Yea static can be quite painful. I remember playing with a van de graff generator in a-level physics. I reached up to touch the person next to be, who happened to have rather large breasts for a 17 year old, and wham - A big spark (about 2 1/2 inches) jumped from my hand to her nipple. Needles to say, she wasn't very happy with me.


----------



## Mussels (May 4, 2009)

silkstone said:


> Yea static can be quite painful. I remember playing with a van de graff generator in a-level physics. I reached up to touch the person next to be, who happened to have rather large breasts for a 17 year old, and wham - A big spark (about 2 1/2 inches) jumped from my hand to her nipple. Needles to say, she wasn't very happy with me.



did you offer to kiss it better?


----------



## ChaoticAtmosphere (May 4, 2009)

silkstone said:


> Yea static can be quite painful. I remember playing with a van de graff generator in a-level physics. I reached up to touch the person next to be, who happened to have rather large breasts for a 17 year old, and wham - A big spark (about 2 1/2 inches) jumped from my hand to her nipple. Needles to say, she wasn't very happy with me.



 Good thing she wasn't a "Mother-Board"


----------



## silkstone (May 4, 2009)

Mussels said:


> did you offer to kiss it better?



I would have liked to but she was angry enough with me as it was. I just told her she should have taken her nipple ring out before playing with electricity. That didn;t go down too well either


----------



## AsRock (May 4, 2009)

Duxx said:


> It's not really hard to discharge yourself of static electricity, unless you notice that everything you touch every day zaps you.  Use a wooden table, and don't stand on carpet or wear socks.  Shouldn't be much of an issue.



HAHA, tell me about it i got it bad i do. From light switches my chair in the shops and don't matter if i am wearing socks or not..  A air purifier solves it for most i believe as it happens when the air is dryer which helps the build up of static.  We cannot really afford a air purifier so just deal with it lol..  
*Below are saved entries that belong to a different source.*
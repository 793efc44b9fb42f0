//! Page layout estimation.
//!
//! The report has no access to a real layout engine, so the vertical space
//! of each detail block is approximated from its row count, the length of
//! its long-text field and whether it carries an image. A [`PageCursor`]
//! tracks the running total and decides when a manual page break has to be
//! written before the next block.

mod pagination;
mod units;

pub use pagination::{BreakDecision, Estimator, FieldHeight, FieldLayout, PageBudget, PageCursor};
pub use units::{emu_from_inches, inches_from_twips, twips_from_inches, EMU_PER_INCH, TWIPS_PER_INCH};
All though the other 3 members of the house hold don't get it just me...  For ever zapping people with it kinda funny though.


----------



## Duxx (May 4, 2009)

AsRock said:


> HAHA, tell me about it i got it bad i do. From light switches my chair in the shops and don't matter if i am wearing socks or not..  A air purifier solves it for most i believe as it happens when the air is dryer which helps the build up of static.  We cannot really afford a air purifier so just deal with it lol..
> 
> All though the other 3 members of the house hold don't get it just me...  For ever zapping people with it kinda funny though.



hah yah I had a friend who I swear was like walking electricity machine.  He would walk around just zaping people like it was nothing...


----------



## AsRock (May 4, 2009)

Duxx said:


> hah yah I had a friend who I swear was like walking electricity machine.  He would walk around just zaping people like it was nothing...



About the closest you can get to being one of the xmen lol...


----------



## Mussels (May 4, 2009)

oh and dont forget, the only way to be 100% static free when working on a PC, is to sit on a wooden surface completely naked.


----------



## afw (May 4, 2009)

Mussels said:


> oh and dont forget, the only way to be 100% static free when working on a PC, is to sit on a wooden surface completely naked.



 ok i'll make sure that i'm at least half naked


----------



## silkstone (May 4, 2009)

Remember you'd need to ground yourself before nakedly mounting that wooden surface.


----------



## coodiggy (May 4, 2009)

When you reach over to plug in that x-jack or network plug into your laptop after walking across the carpet in socks, you can fry your router when you pick up the network cable, happened to my dad after getting new carpet.


----------



## AsRock (May 4, 2009)

coodiggy said:


> When you reach over to plug in that x-jack or network plug into your laptop after walking across the carpet in socks, you can fry your router when you pick up the network cable, happened to my dad after getting new carpet.



Gotta love nylon for that .


----------



## Mussels (May 4, 2009)

coodiggy said:


> When you reach over to plug in that x-jack or network plug into your laptop after walking across the carpet in socks, you can fry your router when you pick up the network cable, happened to my dad after getting new carpet.



in all honesty, thats physically impossible. there simply isnt any exposed metal parts on a network cable for the static to actually get to. Some cables have a metal cover around the plug, but thats never actually wired into anything.

Most likely your dad dropped it/spilled coffee on it/wanted a new one and came up with a cover story.


----------



## Dice (May 4, 2009)

Marineborn said:


> but on the scientific note, it takes a massive discharge of it to do any damage to computer hardware, i was pupsolly testing this theory on a older video card, had wool shirt and pants and wool socks on and a carpet and shocking the crap out of this video card and it kept working,



it dosent take a massive discharge, any voltage across a silicon chip the wrong way can cause (relativly) massive current through tiny components  You may not notice any damage straight away but any transisters could be weakened which would seriously shorten the working life.


----------



## Beertintedgoggles (May 4, 2009)

Ok, not a huge deal but NO NO NO...  if you want your PC and yourself to stay at the same voltage potential keep both the PC and your body grounded while working on it.  Isolating it and yourself on a wooden or whatever insulator will only allow you build up a charge again (which will be different from your PC until you touch it again).  Even breifly taking your hand away will allow yourself to build up a charge just by having your clothes rub against themselves.  Even wind can cause a build up of charge, how else do you think lightning forms??  It's the wind stripping electrons from the ground which is why the ground is actually slightly positive in charge (we use it as zero, ground potential because it so readily accepts electrons).  Using air purifiers actually ionize the air allowing buildups of access charge to bleed more readily through the air (which is usually a very good insulator of electricity) so yes they will help alleviate the problem some.  The same principle applies with humid air.  Dry air, the kind in winter, has the opposite effect so that it is harder to rid yourself of the excess charge through the air thus allowing yourself to build up enough of a charge to discharge through the air (static discharge).

Also the guy could have discharged through the jacketing on a cable.  Most cable insulators are only rated to around 600 or so volts.  The breakdown voltage of dry air is on the order of around 30 kV.  Definately not impossible.


----------